In scenario analyses, using a DMT was assumed to slow disease progression from the MCI and mild AD dementia stages to the more severe AD stages (Figure 1) by 20% (low), 25% (medium) and 30% (high). Modelled DMT efficacies were based on published efficacies of 22%–36% from DMTs undergoing clinical trials in AD which used surrogate endpoints [11, 12]. Efficacy estimates were reviewed by clinical and scientific experts and agreed by majority vote (Supporting Information S1). Two uptake scenarios were modelled based on the assumption that uptake of DMT for the treatment eligible population increases steadily between 2025 and 2034: a low‐uptake scenario (uptake proportion increases from 0% to 25%) and a high‐uptake scenario (uptake proportion increases from 0% to 58%). The care model of DMT was defined to be either majority primary care follow‐up or majority specialist care follow‐up (Table 3). Both models involved additional healthcare visits related to the administration of DMT and follow‐up that would not already be captured in the AD state health costs. While both models consisted of an initial specialist appointment, they contributed to different healthcare costs the subsequent visits in primary care versus specialist care.

TABLE 3.

Key treatment parameters.

DMT efficacy in delaying AD progression

High: 30%

Medium: 25%

Low: 20%

DMT uptake

High: Increasing from 0% to 58% between 2025 and 2034

Low: Increasing from 0% to 25% between 2025 and 2034

Care model

Majority primary care follow‐up: 4 primary care follow‐up visits per year

Majority specialist care follow‐up: 2 primary care follow‐up visits and 2 specialist care follow‐up visits per year

Abbreviations: AD: Alzheimer's disease; DMT: disease modifying therapy.

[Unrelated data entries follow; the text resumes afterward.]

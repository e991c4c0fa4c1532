use anyhow::Result;
use httpmock::prelude::*;
use sit_publisher::domain::model::{PublishMode, PublishOutcome, SyncOutcome};
use sit_publisher::{
    HttpComplianceClient, LocalStorage, PublishEngine, PublishError, PublisherConfig, RunOptions,
};
use std::fs;
use tempfile::TempDir;

const PLACEHOLDER: &str = "00000000-0000-0000-0000-0000000000d1";

fn setup_repo(server: &MockServer) -> Result<(TempDir, PublisherConfig)> {
    let temp_dir = TempDir::new()?;
    fs::create_dir_all(temp_dir.path().join("keywords"))?;
    fs::write(temp_dir.path().join("keywords/Diagnosis.txt"), "asthma\nflu\n")?;
    fs::write(
        temp_dir.path().join("rulepack.xml"),
        format!(
            "<RulePackage>\n<Version major=\"2\" minor=\"0\" build=\"9\" revision=\"0\"/>\n<Keyword idRef=\"{}\"/>\n</RulePackage>\n",
            PLACEHOLDER
        ),
    )?;

    let config = PublisherConfig::from_toml_str(&format!(
        r#"
[service]
endpoint = "{}/api"
token = "test-token"
timeout_seconds = 5

[rule_pack]
line_ending = "lf"

[[placeholders]]
token = "{}"
dictionary = "Diagnosis"
"#,
        server.base_url(),
        PLACEHOLDER
    ))?;
    Ok((temp_dir, config))
}

#[tokio::test]
async fn test_full_run_against_http_service() -> Result<()> {
    let server = MockServer::start();
    let (repo, config) = setup_repo(&server)?;

    let list_mock = server.mock(|when, then| {
        when.method(GET)
            .path("/api/dictionaries")
            .header("Authorization", "Bearer test-token");
        then.status(200)
            .header("Content-Type", "application/json")
            .json_body(serde_json::json!([
                {"id": "9f1c2d3e-0000-4000-8000-000000000042", "name": "Diagnosis", "content": "asthma"}
            ]));
    });
    let update_dictionary_mock = server.mock(|when, then| {
        when.method(PUT)
            .path("/api/dictionaries/9f1c2d3e-0000-4000-8000-000000000042")
            .json_body(serde_json::json!({"content": "asthma\r\nflu"}));
        then.status(204);
    });
    let update_pack_mock = server.mock(|when, then| {
        when.method(PUT)
            .path("/api/rule-packages")
            .body_contains("idRef=\"9f1c2d3e-0000-4000-8000-000000000042\"")
            .body_contains("build=\"10\"");
        then.status(200);
    });

    let options = RunOptions {
        ensure_dictionaries: true,
        inject: true,
        increment_version: true,
        publish: Some(PublishMode::Update),
        preview: false,
        fallback_to_import: true,
    };
    let service = HttpComplianceClient::from_config(&config)?;
    let engine = PublishEngine::new(LocalStorage::new(repo.path()), service, config, options);

    let summary = engine.run().await?;

    list_mock.assert_hits(2);
    update_dictionary_mock.assert();
    update_pack_mock.assert();

    assert_eq!(summary.dictionaries[0].outcome, SyncOutcome::Updated);
    assert_eq!(summary.publish, Some(PublishOutcome::Updated));

    let text = fs::read_to_string(repo.path().join("rulepack.xml"))?;
    assert!(text.contains("build=\"10\""));
    assert!(!text.contains(PLACEHOLDER));
    Ok(())
}

#[tokio::test]
async fn test_unreachable_service_skips_dictionary() -> Result<()> {
    let server = MockServer::start();
    let (repo, config) = setup_repo(&server)?;

    let list_mock = server.mock(|when, then| {
        when.method(GET).path("/api/dictionaries");
        then.status(503).body("maintenance");
    });

    let options = RunOptions {
        ensure_dictionaries: true,
        inject: true,
        ..Default::default()
    };
    let service = HttpComplianceClient::from_config(&config)?;
    let engine = PublishEngine::new(LocalStorage::new(repo.path()), service, config, options);

    let summary = engine.run().await?;

    list_mock.assert_hits(1);
    assert!(matches!(
        summary.dictionaries[0].outcome,
        SyncOutcome::Skipped { .. }
    ));
    let patch = summary.patch.unwrap();
    assert_eq!(patch.missing_identities(), vec![PLACEHOLDER]);
    assert!(!patch.changed);
    Ok(())
}

#[tokio::test]
async fn test_import_rejected_by_service() -> Result<()> {
    let server = MockServer::start();
    let (repo, config) = setup_repo(&server)?;
    fs::write(
        repo.path().join("rulepack.xml"),
        "<RulePackage>\n<Keyword idRef=\"resolved\"/>\n</RulePackage>\n",
    )?;

    let import_mock = server.mock(|when, then| {
        when.method(POST).path("/api/rule-packages");
        then.status(409).body("A rule package with this id already exists");
    });

    let options = RunOptions {
        publish: Some(PublishMode::Import),
        ..Default::default()
    };
    let service = HttpComplianceClient::from_config(&config)?;
    let engine = PublishEngine::new(LocalStorage::new(repo.path()), service, config, options);

    let err = engine.run().await.unwrap_err();

    import_mock.assert();
    assert!(matches!(err, PublishError::ImportFailedError { .. }));
    assert!(err.to_string().contains("already exists"));
    Ok(())
}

Core scenarios with DMT access include three high‐uptake scenarios for each of the efficacy levels (high, medium, and low), and one scenario for low uptake and medium efficacy.

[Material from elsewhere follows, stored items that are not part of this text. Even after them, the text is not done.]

pub mod adapters;
pub mod config;
pub mod core;
pub mod domain;
pub mod utils;

#[cfg(feature = "cli")]
pub use config::CliConfig;

pub use adapters::{HttpComplianceClient, MockComplianceService};
pub use config::{cli::LocalStorage, toml_config::PublisherConfig, RunOptions};
pub use core::engine::PublishEngine;
pub use utils::error::{PublishError, Result};
//! adapters::mock
//!
//! In-memory compliance service for deterministic testing and offline runs.
//!
//! Dictionaries and the rule package are kept in memory, every call is
//! recorded, and individual operations can be configured to fail.
//!
//! # Example
//!
//! ```
//! use sit_publisher::adapters::mock::MockComplianceService;
//! use sit_publisher::domain::model::NewDictionary;
//! use sit_publisher::domain::ports::ComplianceService;
//!
//! # tokio_test::block_on(async {
//! let service = MockComplianceService::new();
//! let identity = service
//!     .create_dictionary(&NewDictionary {
//!         name: "Diagnosis".to_string(),
//!         description: "Diagnosis terms".to_string(),
//!         content: "asthma".to_string(),
//!     })
//!     .await
//!     .unwrap();
//!
//! let listed = service.list_dictionaries().await.unwrap();
//! assert_eq!(listed[0].identity, identity);
//! # });
//! ```

use crate::domain::model::{NewDictionary, RemoteDictionary};
use crate::domain::ports::{ComplianceService, RemoteResult};
use crate::utils::error::RemoteError;
use async_trait::async_trait;
use std::sync::{Arc, Mutex, MutexGuard};

#[derive(Debug, Clone, PartialEq, Eq)]
pub enum MockOperation {
    ListDictionaries,
    CreateDictionary(String),
    UpdateDictionary(String),
    DeleteDictionary(String),
    ImportRulePackage(usize),
    UpdateRulePackage(usize),
}

impl MockOperation {
    pub fn is_mutation(&self) -> bool {
        !matches!(self, MockOperation::ListDictionaries)
    }
}

/// 指定哪個操作要失敗 (之後每次呼叫都會失敗)
#[derive(Debug, Clone)]
pub enum FailOn {
    ListDictionaries(RemoteError),
    CreateDictionary(RemoteError),
    UpdateDictionary(RemoteError),
    DeleteDictionary(RemoteError),
    ImportRulePackage(RemoteError),
    UpdateRulePackage(RemoteError),
}

#[derive(Debug, Clone)]
pub struct MockComplianceService {
    inner: Arc<Mutex<MockInner>>,
}

#[derive(Debug)]
struct MockInner {
    dictionaries: Vec<RemoteDictionary>,
    rule_package: Option<Vec<u8>>,
    next_identity: u64,
    supports_update: bool,
    failures: Vec<FailOn>,
    operations: Vec<MockOperation>,
}

impl Default for MockComplianceService {
    fn default() -> Self {
        Self::new()
    }
}

impl MockComplianceService {
    pub fn new() -> Self {
        Self {
            inner: Arc::new(Mutex::new(MockInner {
                dictionaries: Vec::new(),
                rule_package: None,
                next_identity: 1,
                supports_update: true,
                failures: Vec::new(),
                operations: Vec::new(),
            })),
        }
    }

    /// 模擬不支援就地更新 dictionary 的服務
    pub fn without_dictionary_update(self) -> Self {
        self.lock().supports_update = false;
        self
    }

    fn lock(&self) -> MutexGuard<'_, MockInner> {
        // poisoned 只會發生在測試 panic 之後
        self.inner.lock().unwrap_or_else(|e| e.into_inner())
    }

    pub fn seed_dictionary(&self, name: &str, content: &str) -> String {
        let mut inner = self.lock();
        let identity = inner.allocate_identity();
        inner.dictionaries.push(RemoteDictionary {
            identity: identity.clone(),
            name: name.to_string(),
            description: None,
            content: Some(content.to_string()),
        });
        identity
    }

    pub fn seed_rule_package(&self, bytes: &[u8]) {
        self.lock().rule_package = Some(bytes.to_vec());
    }

    pub fn dictionary(&self, name: &str) -> Option<RemoteDictionary> {
        self.lock()
            .dictionaries
            .iter()
            .find(|d| d.name == name)
            .cloned()
    }

    pub fn rule_package(&self) -> Option<Vec<u8>> {
        self.lock().rule_package.clone()
    }

    pub fn fail_on(&self, failure: FailOn) {
        self.lock().failures.push(failure);
    }

    pub fn operations(&self) -> Vec<MockOperation> {
        self.lock().operations.clone()
    }

    pub fn mutations(&self) -> Vec<MockOperation> {
        self.operations()
            .into_iter()
            .filter(MockOperation::is_mutation)
            .collect()
    }

    pub fn count<F: Fn(&MockOperation) -> bool>(&self, predicate: F) -> usize {
        self.lock().operations.iter().filter(|op| predicate(*op)).count()
    }
}

impl MockInner {
    fn allocate_identity(&mut self) -> String {
        let identity = format!("00000000-0000-4000-8000-{:012}", self.next_identity);
        self.next_identity += 1;
        identity
    }

    fn failure(&self, select: impl Fn(&FailOn) -> Option<&RemoteError>) -> RemoteResult<()> {
        match self.failures.iter().find_map(select) {
            Some(error) => Err(error.clone()),
            None => Ok(()),
        }
    }
}

#[async_trait]
impl ComplianceService for MockComplianceService {
    async fn list_dictionaries(&self) -> RemoteResult<Vec<RemoteDictionary>> {
        let mut inner = self.lock();
        inner.operations.push(MockOperation::ListDictionaries);
        inner.failure(|f| match f {
            FailOn::ListDictionaries(e) => Some(e),
            _ => None,
        })?;
        Ok(inner.dictionaries.clone())
    }

    async fn create_dictionary(&self, request: &NewDictionary) -> RemoteResult<String> {
        let mut inner = self.lock();
        inner
            .operations
            .push(MockOperation::CreateDictionary(request.name.clone()));
        inner.failure(|f| match f {
            FailOn::CreateDictionary(e) => Some(e),
            _ => None,
        })?;
        if inner.dictionaries.iter().any(|d| d.name == request.name) {
            return Err(RemoteError::Api {
                status: 409,
                message: format!("dictionary '{}' already exists", request.name),
            });
        }

        let identity = inner.allocate_identity();
        inner.dictionaries.push(RemoteDictionary {
            identity: identity.clone(),
            name: request.name.clone(),
            description: Some(request.description.clone()),
            content: Some(request.content.clone()),
        });
        Ok(identity)
    }

    async fn update_dictionary(&self, identity: &str, content: &str) -> RemoteResult<()> {
        let mut inner = self.lock();
        inner
            .operations
            .push(MockOperation::UpdateDictionary(identity.to_string()));
        inner.failure(|f| match f {
            FailOn::UpdateDictionary(e) => Some(e),
            _ => None,
        })?;
        if !inner.supports_update {
            return Err(RemoteError::Unsupported("updateDictionary".to_string()));
        }

        match inner.dictionaries.iter_mut().find(|d| d.identity == identity) {
            Some(dictionary) => {
                dictionary.content = Some(content.to_string());
                Ok(())
            }
            None => Err(RemoteError::NotFound(identity.to_string())),
        }
    }

    async fn delete_dictionary(&self, identity: &str) -> RemoteResult<()> {
        let mut inner = self.lock();
        inner
            .operations
            .push(MockOperation::DeleteDictionary(identity.to_string()));
        inner.failure(|f| match f {
            FailOn::DeleteDictionary(e) => Some(e),
            _ => None,
        })?;

        let before = inner.dictionaries.len();
        inner.dictionaries.retain(|d| d.identity != identity);
        if inner.dictionaries.len() == before {
            return Err(RemoteError::NotFound(identity.to_string()));
        }
        Ok(())
    }

    async fn import_rule_package(&self, bytes: &[u8]) -> RemoteResult<()> {
        let mut inner = self.lock();
        inner
            .operations
            .push(MockOperation::ImportRulePackage(bytes.len()));
        inner.failure(|f| match f {
            FailOn::ImportRulePackage(e) => Some(e),
            _ => None,
        })?;
        inner.rule_package = Some(bytes.to_vec());
        Ok(())
    }

    async fn update_rule_package(&self, bytes: &[u8]) -> RemoteResult<()> {
        let mut inner = self.lock();
        inner
            .operations
            .push(MockOperation::UpdateRulePackage(bytes.len()));
        inner.failure(|f| match f {
            FailOn::UpdateRulePackage(e) => Some(e),
            _ => None,
        })?;
        match inner.rule_package.as_mut() {
            Some(existing) => {
                *existing = bytes.to_vec();
                Ok(())
            }
            None => Err(RemoteError::NotFound("rule package".to_string())),
        }
    }
}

2.3.3. Healthcare, Social Care, and Treatment Costs

Costs were calculated based on healthcare, social care, and DMT‐related follow‐up appointments to capture expenses from a societal perspective. Healthcare costs were defined as healthcare resources utilisation (HCRU) costs per person per year in England and for the full AD dementia population (Table 1 [23, 24, 25, 26]) stratified by age group and sex. Similarly, formal social care costs were identified nationwide and for the AD dementia populations assuming 48% of the AD dementia population utilised formal social care. Nationwide formal social care costs were £200.26 for people aged 18–64 and £499.89 for those aged 65 and above [27]. Social care costs for all AD dementia population were £12,526 for males and £12,480 for females [26]. Healthcare costs and social care costs for the AD dementia population were multiplied by ratios of costs by AD dementia severity (Table 2). Additional treatment costs associated with DMT were based on costs of specialist care for AD dementia taken from published literature [30], which reported a cost of £465 per NHS memory clinic visit and £33 per primary care visit. The cost of DMTs in the UK were not known at the time of analysis therefore a secondary analysis was conducted exploring DMT annual costs of £1,200, £11,100 and £21,000 by 2040. The ranges were chosen to reflect costs of repurposing existing treatments at the lower end and likely costs of newer DMTs at the upper end. A recent lecanemab assessment by NICE indicated that yearly treatment costs are in the region of £19,000 per person per year of treatment (i.e., £545 for 500 mg solution; with the total cost being dependent on patient body weight) [31].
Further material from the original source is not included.